- [EXERCISE PROMPT]:
Repeat the stretch of entries below from the line with "filename crates/cputune/src/loader.rs" through the line with "present in the". Include both ends and add nothing.

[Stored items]
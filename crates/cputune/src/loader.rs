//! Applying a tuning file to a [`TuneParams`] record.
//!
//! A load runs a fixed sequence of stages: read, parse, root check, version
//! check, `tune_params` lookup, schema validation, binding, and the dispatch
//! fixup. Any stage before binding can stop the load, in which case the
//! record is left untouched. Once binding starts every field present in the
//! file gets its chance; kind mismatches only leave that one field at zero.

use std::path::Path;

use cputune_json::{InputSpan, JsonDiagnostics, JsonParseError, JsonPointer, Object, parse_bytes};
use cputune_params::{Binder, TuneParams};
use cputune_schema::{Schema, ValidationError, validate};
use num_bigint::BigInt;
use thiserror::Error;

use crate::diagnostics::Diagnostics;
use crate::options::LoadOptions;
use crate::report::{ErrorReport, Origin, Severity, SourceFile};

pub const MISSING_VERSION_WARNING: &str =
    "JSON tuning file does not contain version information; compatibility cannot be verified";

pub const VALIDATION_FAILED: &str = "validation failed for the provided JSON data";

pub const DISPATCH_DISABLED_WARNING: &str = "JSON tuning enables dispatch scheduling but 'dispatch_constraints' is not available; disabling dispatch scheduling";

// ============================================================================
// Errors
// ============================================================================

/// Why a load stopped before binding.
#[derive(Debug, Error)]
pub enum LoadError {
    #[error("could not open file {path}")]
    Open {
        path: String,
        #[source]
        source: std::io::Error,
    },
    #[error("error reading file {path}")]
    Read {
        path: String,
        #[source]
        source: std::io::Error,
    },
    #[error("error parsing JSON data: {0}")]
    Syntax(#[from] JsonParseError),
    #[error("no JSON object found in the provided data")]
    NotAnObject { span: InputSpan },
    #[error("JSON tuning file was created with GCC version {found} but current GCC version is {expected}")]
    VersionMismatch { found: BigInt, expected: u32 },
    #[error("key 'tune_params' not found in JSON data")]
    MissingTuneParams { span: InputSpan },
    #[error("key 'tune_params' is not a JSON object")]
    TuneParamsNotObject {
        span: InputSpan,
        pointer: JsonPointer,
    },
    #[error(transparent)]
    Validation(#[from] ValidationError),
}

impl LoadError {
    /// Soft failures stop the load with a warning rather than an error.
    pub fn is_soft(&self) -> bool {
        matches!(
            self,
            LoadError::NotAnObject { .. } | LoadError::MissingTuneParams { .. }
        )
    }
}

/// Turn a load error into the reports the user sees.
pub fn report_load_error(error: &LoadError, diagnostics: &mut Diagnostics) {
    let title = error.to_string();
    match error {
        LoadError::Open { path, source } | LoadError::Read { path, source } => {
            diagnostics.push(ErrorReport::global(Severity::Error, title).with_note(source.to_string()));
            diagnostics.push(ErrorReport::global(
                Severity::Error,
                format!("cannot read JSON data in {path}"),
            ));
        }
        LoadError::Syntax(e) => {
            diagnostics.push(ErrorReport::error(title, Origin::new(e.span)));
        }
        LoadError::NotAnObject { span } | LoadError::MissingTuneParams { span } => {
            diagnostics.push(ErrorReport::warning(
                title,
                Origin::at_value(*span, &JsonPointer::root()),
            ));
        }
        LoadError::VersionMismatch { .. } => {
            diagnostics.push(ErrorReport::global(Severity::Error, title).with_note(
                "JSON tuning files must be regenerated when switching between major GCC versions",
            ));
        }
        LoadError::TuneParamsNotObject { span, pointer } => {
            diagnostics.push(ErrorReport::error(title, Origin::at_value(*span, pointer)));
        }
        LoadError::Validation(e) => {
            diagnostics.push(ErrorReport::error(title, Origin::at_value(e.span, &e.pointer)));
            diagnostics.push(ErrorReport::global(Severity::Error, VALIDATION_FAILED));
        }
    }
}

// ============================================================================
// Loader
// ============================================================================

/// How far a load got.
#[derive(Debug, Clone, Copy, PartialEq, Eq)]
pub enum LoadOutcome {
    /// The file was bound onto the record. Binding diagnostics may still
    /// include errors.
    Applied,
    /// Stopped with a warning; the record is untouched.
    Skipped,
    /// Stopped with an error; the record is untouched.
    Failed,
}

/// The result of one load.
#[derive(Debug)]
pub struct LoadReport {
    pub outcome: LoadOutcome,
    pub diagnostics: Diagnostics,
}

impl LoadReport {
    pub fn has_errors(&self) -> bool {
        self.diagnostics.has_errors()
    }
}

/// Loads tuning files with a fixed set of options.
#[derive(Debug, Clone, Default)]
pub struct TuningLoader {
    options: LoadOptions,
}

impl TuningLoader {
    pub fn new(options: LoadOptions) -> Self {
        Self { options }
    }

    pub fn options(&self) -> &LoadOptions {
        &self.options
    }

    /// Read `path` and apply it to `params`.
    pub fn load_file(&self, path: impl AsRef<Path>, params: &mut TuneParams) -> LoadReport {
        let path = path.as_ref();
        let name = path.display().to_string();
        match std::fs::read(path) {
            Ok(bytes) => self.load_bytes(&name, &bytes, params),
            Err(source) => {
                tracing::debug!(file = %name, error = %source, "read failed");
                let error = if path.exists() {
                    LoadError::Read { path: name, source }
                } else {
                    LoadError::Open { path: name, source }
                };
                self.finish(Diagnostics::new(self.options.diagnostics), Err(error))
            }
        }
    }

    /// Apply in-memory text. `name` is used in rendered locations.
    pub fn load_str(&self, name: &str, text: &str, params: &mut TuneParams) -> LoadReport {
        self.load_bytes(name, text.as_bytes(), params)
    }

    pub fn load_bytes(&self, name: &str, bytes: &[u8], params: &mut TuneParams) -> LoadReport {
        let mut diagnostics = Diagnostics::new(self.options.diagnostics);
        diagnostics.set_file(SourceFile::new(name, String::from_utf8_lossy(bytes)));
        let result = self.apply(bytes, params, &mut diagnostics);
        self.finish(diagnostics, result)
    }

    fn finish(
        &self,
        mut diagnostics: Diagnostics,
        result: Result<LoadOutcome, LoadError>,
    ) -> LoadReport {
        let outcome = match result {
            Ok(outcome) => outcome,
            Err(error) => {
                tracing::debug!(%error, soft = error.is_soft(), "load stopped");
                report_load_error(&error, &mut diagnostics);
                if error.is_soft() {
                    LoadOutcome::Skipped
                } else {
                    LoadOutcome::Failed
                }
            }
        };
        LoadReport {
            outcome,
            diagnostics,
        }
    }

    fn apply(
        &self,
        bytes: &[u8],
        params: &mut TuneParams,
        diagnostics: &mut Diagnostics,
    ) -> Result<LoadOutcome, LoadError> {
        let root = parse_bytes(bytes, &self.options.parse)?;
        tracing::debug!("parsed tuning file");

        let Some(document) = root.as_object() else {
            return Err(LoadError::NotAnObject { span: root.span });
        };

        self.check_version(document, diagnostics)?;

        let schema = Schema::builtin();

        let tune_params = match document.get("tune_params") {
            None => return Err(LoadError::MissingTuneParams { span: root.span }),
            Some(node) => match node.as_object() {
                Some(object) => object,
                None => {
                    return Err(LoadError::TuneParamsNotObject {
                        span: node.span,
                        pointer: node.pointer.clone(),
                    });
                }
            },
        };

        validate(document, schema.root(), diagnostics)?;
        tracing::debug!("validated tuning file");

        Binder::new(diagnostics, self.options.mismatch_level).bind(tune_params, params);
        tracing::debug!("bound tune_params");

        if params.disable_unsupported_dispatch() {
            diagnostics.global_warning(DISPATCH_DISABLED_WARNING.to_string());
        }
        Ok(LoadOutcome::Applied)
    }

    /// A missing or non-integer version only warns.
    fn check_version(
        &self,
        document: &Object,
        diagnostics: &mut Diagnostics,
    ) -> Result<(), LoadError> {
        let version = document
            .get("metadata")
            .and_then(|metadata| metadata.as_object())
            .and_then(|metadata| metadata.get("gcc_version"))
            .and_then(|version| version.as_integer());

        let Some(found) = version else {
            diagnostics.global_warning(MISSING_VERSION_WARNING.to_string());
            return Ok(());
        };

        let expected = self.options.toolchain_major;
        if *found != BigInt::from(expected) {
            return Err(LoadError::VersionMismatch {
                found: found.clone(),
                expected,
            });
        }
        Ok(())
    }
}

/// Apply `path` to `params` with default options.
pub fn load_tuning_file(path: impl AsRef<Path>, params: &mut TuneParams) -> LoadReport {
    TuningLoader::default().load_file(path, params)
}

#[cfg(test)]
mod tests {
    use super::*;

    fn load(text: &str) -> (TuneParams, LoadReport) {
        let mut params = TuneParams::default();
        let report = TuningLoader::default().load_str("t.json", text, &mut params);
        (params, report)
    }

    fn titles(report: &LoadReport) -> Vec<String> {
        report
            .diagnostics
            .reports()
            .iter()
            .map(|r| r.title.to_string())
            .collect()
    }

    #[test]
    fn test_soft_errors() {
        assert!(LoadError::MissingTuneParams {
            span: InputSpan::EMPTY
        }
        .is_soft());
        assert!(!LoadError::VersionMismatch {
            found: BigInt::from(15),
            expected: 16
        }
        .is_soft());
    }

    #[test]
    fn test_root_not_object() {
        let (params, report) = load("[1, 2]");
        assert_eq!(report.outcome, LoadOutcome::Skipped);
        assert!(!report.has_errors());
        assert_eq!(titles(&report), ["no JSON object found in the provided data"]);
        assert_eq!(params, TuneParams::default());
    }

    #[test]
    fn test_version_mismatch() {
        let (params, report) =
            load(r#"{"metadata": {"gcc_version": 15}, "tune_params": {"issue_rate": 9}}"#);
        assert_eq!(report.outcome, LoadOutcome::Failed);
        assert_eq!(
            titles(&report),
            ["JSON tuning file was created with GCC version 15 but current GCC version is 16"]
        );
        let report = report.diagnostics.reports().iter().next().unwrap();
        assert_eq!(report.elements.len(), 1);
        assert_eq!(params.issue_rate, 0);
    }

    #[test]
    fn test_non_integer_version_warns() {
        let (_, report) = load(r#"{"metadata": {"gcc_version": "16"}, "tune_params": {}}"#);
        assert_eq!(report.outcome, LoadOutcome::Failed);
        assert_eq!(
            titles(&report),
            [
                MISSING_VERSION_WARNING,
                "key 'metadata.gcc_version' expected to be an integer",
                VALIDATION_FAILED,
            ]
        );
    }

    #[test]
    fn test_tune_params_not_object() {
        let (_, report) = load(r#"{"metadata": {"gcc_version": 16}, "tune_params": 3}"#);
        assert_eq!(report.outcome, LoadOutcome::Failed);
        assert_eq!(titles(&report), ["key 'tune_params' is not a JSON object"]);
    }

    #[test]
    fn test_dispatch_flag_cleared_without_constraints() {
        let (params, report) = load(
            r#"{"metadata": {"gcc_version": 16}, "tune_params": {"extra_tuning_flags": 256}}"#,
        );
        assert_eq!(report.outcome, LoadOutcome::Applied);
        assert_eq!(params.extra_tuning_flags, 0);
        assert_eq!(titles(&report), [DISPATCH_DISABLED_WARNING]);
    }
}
...
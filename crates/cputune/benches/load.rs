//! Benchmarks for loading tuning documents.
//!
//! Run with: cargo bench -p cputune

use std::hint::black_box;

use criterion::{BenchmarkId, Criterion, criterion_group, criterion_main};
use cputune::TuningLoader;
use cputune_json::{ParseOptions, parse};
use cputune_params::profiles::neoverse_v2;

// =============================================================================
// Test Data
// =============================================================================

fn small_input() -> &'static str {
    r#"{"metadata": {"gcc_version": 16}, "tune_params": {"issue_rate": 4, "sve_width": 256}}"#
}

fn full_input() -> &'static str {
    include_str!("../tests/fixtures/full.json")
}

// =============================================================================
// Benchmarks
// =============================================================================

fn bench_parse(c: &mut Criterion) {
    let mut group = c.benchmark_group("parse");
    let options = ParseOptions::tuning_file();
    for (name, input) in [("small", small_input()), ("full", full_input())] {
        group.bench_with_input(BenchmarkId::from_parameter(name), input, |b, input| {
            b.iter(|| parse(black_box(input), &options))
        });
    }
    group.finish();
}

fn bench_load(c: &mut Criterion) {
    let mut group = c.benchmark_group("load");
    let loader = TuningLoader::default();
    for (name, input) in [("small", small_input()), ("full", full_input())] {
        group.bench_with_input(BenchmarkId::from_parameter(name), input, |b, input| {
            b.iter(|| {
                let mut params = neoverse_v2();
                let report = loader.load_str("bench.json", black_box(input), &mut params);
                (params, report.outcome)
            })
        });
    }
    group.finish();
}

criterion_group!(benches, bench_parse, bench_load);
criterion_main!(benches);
--
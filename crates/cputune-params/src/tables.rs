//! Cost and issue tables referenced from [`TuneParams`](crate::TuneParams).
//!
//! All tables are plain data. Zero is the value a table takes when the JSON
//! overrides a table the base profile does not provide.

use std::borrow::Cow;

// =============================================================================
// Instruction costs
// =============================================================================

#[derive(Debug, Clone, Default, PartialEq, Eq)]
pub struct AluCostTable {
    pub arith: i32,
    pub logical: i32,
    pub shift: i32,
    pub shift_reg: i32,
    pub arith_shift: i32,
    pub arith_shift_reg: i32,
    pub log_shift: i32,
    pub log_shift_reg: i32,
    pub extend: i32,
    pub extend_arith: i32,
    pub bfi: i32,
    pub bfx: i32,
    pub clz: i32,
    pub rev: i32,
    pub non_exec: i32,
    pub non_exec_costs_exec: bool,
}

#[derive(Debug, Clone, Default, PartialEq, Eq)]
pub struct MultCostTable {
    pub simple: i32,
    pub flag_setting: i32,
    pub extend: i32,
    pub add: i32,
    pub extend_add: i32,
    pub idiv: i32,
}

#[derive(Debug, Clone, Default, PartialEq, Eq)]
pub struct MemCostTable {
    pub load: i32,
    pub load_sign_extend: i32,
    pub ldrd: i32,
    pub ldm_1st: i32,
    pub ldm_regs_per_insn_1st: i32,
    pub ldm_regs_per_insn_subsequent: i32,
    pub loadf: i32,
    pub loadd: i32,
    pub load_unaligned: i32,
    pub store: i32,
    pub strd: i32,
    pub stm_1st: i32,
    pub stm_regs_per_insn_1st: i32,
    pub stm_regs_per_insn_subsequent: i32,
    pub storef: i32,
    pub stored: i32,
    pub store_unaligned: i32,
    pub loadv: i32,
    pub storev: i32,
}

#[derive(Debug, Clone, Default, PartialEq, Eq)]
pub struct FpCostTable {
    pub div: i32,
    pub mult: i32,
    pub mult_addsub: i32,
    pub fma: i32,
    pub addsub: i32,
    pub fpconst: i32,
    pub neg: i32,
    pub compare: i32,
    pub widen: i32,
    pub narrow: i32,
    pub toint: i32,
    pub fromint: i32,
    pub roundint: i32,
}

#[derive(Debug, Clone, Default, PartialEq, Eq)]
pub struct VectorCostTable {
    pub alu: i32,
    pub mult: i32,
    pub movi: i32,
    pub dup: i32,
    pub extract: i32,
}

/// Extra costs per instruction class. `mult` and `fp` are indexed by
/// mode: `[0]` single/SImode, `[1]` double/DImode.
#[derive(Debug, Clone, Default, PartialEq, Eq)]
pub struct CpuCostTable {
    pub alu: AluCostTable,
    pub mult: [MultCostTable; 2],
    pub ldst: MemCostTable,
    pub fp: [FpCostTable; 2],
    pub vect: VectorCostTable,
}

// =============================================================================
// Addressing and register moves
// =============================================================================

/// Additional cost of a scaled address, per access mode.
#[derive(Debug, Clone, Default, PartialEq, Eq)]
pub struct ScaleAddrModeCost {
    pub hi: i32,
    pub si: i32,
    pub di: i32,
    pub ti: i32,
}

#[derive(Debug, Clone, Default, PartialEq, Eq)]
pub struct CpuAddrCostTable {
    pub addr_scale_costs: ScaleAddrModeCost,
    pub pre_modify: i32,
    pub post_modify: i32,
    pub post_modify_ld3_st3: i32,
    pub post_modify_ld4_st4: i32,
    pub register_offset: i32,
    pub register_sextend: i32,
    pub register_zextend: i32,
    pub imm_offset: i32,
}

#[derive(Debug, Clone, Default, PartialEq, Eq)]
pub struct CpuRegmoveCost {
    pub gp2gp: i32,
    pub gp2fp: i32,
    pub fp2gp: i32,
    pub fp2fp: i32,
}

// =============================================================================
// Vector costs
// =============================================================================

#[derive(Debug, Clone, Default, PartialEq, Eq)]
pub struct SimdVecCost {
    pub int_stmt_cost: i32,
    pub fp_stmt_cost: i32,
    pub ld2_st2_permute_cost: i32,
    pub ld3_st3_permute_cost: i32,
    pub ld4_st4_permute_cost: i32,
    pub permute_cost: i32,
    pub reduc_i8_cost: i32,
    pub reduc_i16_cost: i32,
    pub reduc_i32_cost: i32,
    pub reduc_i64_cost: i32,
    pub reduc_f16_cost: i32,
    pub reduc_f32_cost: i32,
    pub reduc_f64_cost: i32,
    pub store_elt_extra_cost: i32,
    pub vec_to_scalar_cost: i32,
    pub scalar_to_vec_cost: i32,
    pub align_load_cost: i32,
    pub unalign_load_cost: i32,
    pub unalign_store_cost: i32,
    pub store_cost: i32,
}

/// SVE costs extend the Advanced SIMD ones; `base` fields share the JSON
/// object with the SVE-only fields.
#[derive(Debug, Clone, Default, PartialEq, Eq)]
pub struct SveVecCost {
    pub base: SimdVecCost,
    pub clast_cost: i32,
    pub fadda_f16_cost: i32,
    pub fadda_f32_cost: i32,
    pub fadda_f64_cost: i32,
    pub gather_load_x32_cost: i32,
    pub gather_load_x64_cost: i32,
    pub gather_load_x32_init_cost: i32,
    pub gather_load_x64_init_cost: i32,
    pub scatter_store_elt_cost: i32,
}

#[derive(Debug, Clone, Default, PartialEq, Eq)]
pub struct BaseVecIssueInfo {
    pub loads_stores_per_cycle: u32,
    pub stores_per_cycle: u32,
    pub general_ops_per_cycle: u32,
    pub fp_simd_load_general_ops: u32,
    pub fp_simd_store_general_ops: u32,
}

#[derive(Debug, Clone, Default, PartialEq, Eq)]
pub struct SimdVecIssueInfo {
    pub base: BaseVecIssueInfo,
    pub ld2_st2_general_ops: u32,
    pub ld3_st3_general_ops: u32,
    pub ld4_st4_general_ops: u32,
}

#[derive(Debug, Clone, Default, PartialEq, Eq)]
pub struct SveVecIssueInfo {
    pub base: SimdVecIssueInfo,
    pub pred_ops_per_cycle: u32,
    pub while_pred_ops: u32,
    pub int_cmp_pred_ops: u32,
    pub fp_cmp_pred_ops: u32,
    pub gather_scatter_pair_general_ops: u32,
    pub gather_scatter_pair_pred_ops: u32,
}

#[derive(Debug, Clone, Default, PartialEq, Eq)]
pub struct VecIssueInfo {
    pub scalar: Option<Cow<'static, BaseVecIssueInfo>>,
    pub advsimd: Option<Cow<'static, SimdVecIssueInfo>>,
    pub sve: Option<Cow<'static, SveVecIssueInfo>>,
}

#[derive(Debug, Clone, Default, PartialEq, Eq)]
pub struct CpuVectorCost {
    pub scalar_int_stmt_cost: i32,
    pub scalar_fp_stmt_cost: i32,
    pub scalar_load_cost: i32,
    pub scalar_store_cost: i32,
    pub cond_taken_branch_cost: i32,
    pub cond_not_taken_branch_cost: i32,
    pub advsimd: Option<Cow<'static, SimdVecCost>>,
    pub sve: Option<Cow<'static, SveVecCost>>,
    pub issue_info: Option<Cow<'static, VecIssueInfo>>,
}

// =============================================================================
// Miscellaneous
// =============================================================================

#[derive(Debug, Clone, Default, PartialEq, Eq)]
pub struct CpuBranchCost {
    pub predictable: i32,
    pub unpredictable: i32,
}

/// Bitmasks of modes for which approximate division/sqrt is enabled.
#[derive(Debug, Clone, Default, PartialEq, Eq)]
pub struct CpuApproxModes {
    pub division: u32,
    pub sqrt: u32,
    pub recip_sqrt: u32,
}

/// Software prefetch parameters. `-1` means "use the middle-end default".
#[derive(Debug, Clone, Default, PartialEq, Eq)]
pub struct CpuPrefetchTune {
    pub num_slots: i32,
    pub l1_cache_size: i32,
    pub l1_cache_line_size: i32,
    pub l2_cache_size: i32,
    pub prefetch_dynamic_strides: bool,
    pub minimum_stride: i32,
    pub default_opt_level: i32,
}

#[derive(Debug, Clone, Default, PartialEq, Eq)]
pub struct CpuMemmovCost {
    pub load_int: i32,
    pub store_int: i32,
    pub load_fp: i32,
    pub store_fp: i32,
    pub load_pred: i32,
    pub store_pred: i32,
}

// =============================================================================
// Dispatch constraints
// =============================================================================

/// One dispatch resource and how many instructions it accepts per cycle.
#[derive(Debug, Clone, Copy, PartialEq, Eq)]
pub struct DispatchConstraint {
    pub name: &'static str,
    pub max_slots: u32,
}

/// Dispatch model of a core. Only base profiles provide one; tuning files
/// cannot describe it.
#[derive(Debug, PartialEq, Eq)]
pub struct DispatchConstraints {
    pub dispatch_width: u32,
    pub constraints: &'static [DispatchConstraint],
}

- [ANSWER AREA]:
filename crates/cputune/src/loader.rs
//! Applying a tuning file to a [`TuneParams`] record.
//!
//! A load runs a fixed sequence of stages: read, parse, root check, version
//! check, `tune_params` lookup, schema validation, binding, and the dispatch
//! fixup. Any stage before binding can stop the load, in which case the
//! record is left untouched. Once binding starts every field present in the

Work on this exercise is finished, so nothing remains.